Nebenwirkungen und Impfungen

Das Nebenwirkungsrisiko ist wie bei allen JAK-Inhibitoren und den Biologika ähnlich: An erster Stelle steht das etwas erhöhte Infektionsrisiko. Deshalb gilt auch für JAK-Hemmer, dass der Arzt vor Therapiebeginn eine bislang unbemerkte Tuberkuloseerkrankung ausschließen muss. Meist geschieht dies über einen Bluttest.
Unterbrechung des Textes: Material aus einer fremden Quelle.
//! Daily-content API client.
//!
//! ### Endpoint
//!
//! - `GET {base}/content/daily?date=YYYY-MM-DD&cohort=<string>`
//! - Success: `{ ok: true, data: { date, cohort, resolvedFrom, category, priority, content, updatedAt } }`
//! - `404` or `content: null` means no content for the pair.
//! - Any other non-2xx status, `ok: false`, or an unparseable body is an error.

use std::sync::Arc;
use std::time::{Duration, Instant};

use async_trait::async_trait;
use reqwest::{StatusCode, header};
use url::Url;

use super::response::{DailyApiResponse, ResolvedFrom, normalize_record};
use super::{ContentSource, Lookup, ResolveError};

/// Default request timeout.
const DEFAULT_TIMEOUT: Duration = Duration::from_secs(10);

/// Default user agent.
const DEFAULT_USER_AGENT: &str = "knowledge-refill/0.1";

/// HTTP source configuration.
#[derive(Debug, Clone)]
pub struct HttpSourceConfig {
    /// API base, e.g. `https://host/api`.
    pub base_url: String,
    /// Request timeout (default: 10s).
    pub timeout: Duration,
    /// User-agent string.
    pub user_agent: String,
}

impl Default for HttpSourceConfig {
    fn default() -> Self {
        Self {
            base_url: "http://localhost:3000/api".to_string(),
            timeout: DEFAULT_TIMEOUT,
            user_agent: DEFAULT_USER_AGENT.to_string(),
        }
    }
}

impl HttpSourceConfig {
    pub fn from_app_config(config: &refill_core::AppConfig) -> Self {
        Self { base_url: config.api_base_url.clone(), timeout: config.timeout(), user_agent: config.user_agent.clone() }
    }
}

/// Content source backed by the hosted daily-content API.
#[derive(Debug, Clone)]
pub struct HttpSource {
    http: reqwest::Client,
    endpoint: String,
    user_agent: String,
}

impl HttpSource {
    pub fn new(config: HttpSourceConfig) -> Result<Self, ResolveError> {
        let base = Url::parse(&config.base_url).map_err(|e| ResolveError::InvalidBaseUrl(e.to_string()))?;
        if !matches!(base.scheme(), "http" | "https") {
            return Err(ResolveError::InvalidBaseUrl(format!("unsupported scheme: {}", base.scheme())));
        }

        let http = reqwest::Client::builder()
            .timeout(config.timeout)
            .build()
            .map_err(|e| ResolveError::Network(Arc::new(e)))?;

        let endpoint = format!("{}/content/daily", base.as_str().trim_end_matches('/'));
        Ok(Self { http, endpoint, user_agent: config.user_agent })
    }

    pub fn endpoint(&self) -> &str {
        &self.endpoint
    }
}

#[async_trait]
impl ContentSource for HttpSource {
    async fn lookup(&self, date: &str, cohort: &str) -> Result<Lookup, ResolveError> {
        let start = Instant::now();
        tracing::debug!(date, cohort, "fetching daily content");

        let http_response = self
            .http
            .get(&self.endpoint)
            .header(header::ACCEPT, "application/json")
            .header(header::USER_AGENT, &self.user_agent)
            .query(&[("date", date), ("cohort", cohort)])
            .send()
            .await?;

        let status = http_response.status();
        tracing::debug!(%status, "daily content response status");

        if status == StatusCode::NOT_FOUND {
            return Ok(Lookup::none());
        }
        if !status.is_success() {
            return Err(ResolveError::HttpError { status: status.as_u16() });
        }

        let bytes = http_response.bytes().await?;
        let api_response: DailyApiResponse =
            serde_json::from_slice(&bytes).map_err(|e| ResolveError::Parse(e.to_string()))?;

        if !api_response.ok {
            return Err(ResolveError::Upstream(api_response.error.unwrap_or_else(|| "ok=false".to_string())));
        }

        let Some(data) = api_response.data else {
            return Ok(Lookup::none());
        };

        let lookup = match normalize_record(&data) {
            Some(content) => {
                let wire = data.get("resolvedFrom").and_then(serde_json::Value::as_str);
                Lookup::found(content, ResolvedFrom::from_wire(wire))
            }
            None => Lookup::none(),
        };

        tracing::debug!(elapsed = ?start.elapsed(), found = lookup.content.is_some(), "daily content fetched");
        Ok(lookup)
    }

    fn name(&self) -> &'static str {
        "http"
    }
}
//! daily_open tool implementation.
//!
//! Opens one day for one cohort through the freshness policy and reports the
//! bundle together with its read state. Concurrent opens of the same day and
//! cohort share a session; an open superseded there reports the view the newer
//! one rendered.

use refill_client::{ResolvedFrom, Selection, ViewSource};
use refill_core::calendar::format_ymd;
use refill_core::{ContentRecord, Error};
use rmcp::{
    ErrorData as McpError,
    model::{CallToolResult, Content},
};
use schemars::JsonSchema;
use serde::{Deserialize, Serialize};

use crate::state::ReaderState;

/// Parameters for the daily_open tool.
#[derive(Debug, Clone, Default, Serialize, Deserialize, JsonSchema)]
pub struct DailyOpenParams {
    /// Date as YYYY-MM-DD (default: today).
    #[serde(default)]
    pub date: Option<String>,

    /// Cohort to view, e.g. "1990s" or "common" (default: the reader's own).
    #[serde(default)]
    pub cohort: Option<String>,

    /// Ignore the local bundle and overwrite it with the server's answer.
    #[serde(default)]
    pub force_server: bool,
}

/// Output from the daily_open tool.
#[derive(Debug, Clone, Serialize)]
pub struct DailyOpenOutput {
    pub date: String,
    pub cohort: String,
    /// Viewing another cohort than the reader's own; read tracking is off.
    pub preview: bool,
    pub source: ViewSource,
    #[serde(skip_serializing_if = "Option::is_none")]
    pub resolved_from: Option<ResolvedFrom>,
    pub content_id: Option<String>,
    pub content: Option<ContentRecord>,
    /// No meaningful text to show.
    pub empty: bool,
    pub read_enabled: bool,
    pub read: bool,
}

/// Implementation of the daily_open tool.
pub async fn open_impl(state: &ReaderState, params: DailyOpenParams) -> Result<CallToolResult, McpError> {
    let date = state.resolve_date(params.date.as_deref())?;
    let cohort = state.resolve_cohort(params.cohort.as_deref()).await?;
    let today = state.today();
    let preview = state.is_preview(&cohort).await;

    let mut sel = Selection::new(date, cohort.clone(), today);
    if params.force_server {
        sel = sel.forced();
    }

    let session = state.session_for(&sel);
    let view = match session.select(&sel).await {
        Some(view) => view,
        None => session
            .latest(state.settle_timeout)
            .await
            .ok_or_else(|| Error::NotFound(format!("{}:{cohort}", format_ymd(date))))?,
    };

    let content_id = view.content_id().map(str::to_string);
    let read_enabled = !preview && date <= today && content_id.is_some();
    let read = match content_id.as_deref() {
        Some(id) if read_enabled => state.reads.is_read(id).await,
        _ => false,
    };

    let output = DailyOpenOutput {
        empty: view.is_empty(),
        content: view.content().cloned(),
        date: view.date,
        cohort: view.cohort,
        preview,
        source: view.source,
        resolved_from: view.resolved_from,
        content_id,
        read_enabled,
        read,
    };
    let json = serde_json::to_string_pretty(&output)
        .map_err(|e| Error::InvalidInput(format!("Failed to serialize output: {e}")))?;

    Ok(CallToolResult::success(vec![Content::text(json)]))
}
Außerdem sollten möglichst alle wichtigen Impfungen vor Therapiestart erfolgt sein. Das gilt vor allem für die Influenza-Grippe-Schutzimpfung einmal jährlich und die Impfung gegen Pneumokokken (Lungenentzündungsbakterien, zweimal im Abstand von drei bis sechs Monaten). Eine Besonderheit besteht bei den JAK-Hemmern allgemein: Das Risiko für Herpes Zoster (Gürtelrose, eine häufige, mit dem Alter zunehmende Viruserkrankung) ist leicht erhöht. Deshalb sollte auch die dazu mögliche Impfung mit einem Totimpfstoffe (Shingrix) besonders bei älteren Betroffenen vor dem Therapiestart mit JAK-Hemmern erfolgen.

Vorsicht vor Thrombosen

Seit einem Jahr wird diskutiert, ob das Risiko für venöse Thromboembolien (Verstopfung von Venen durch Blutgerinnsel und das gefährliche Risiko für eine Lungenembolie) bei allen diesen Substanzen oder nur bei einzelnen erhöht ist. Für Tofacitinib (Xeljanz) besteht zumindest für die höhere Dosierung von 2 x 10 mg/Tag ein Warnhinweis. Diese hohe Dosis wird allerdings in der Rheumatologie nicht verwendet. Für die anderen JAK-Hemmer scheint dieses Risiko weniger zu bestehen. Da das Herz-Kreislauf- und Thromboserisiko für diese Substanz im höheren Alter erhöht ist, sollten Menschen über 65 lieber auf Xeljanz verzichten oder das Präparat nur mit großer Vorsicht einsetzen. Insgesamt sollte man alle diese Substanzen unabhängig vom Alter bei Patienten mit zusätzlichem Risiko für Thrombosen und Lungenembolie mit Bedacht verschreiben. Zu den Risikofaktoren gehören Immobilität, starkes Übergewicht, kurz nach Operationen sowie schon einmal durchgemachte Thrombosen.

Blutwerte im Blick

Wie bei allen Dauertherapien, die das Immunsystem beeinträchtigen, müssen regelmäßige Kontrolluntersuchungen im Labor erfolgen (Blutbild, Lipidstoffwechsel, Leber, Niere) und auch Auffälligkeiten unbedingt abgeklärt werden. Januskinase-Hemmer sind mit Vorsicht anzuwenden, wenn viel zu wenige rote Blutkörperchen vorliegen (starke Anämie), da JAK-Hemmer diesen Effekt verstärken können. Bei Schwangerschaft und Kinderwunsch bei Frauen sind die JAK-Hemmer nach derzeitigem Wissensstand nicht erlaubt.

Autor: Prof. Stefan Schewe ist internistischer Rheumatologe in München und Ebersberg, Vorstandsmitglied der Deutschen Rheuma-Liga und ärztlicher Berater der Mitgliederzeitschrift "mobil".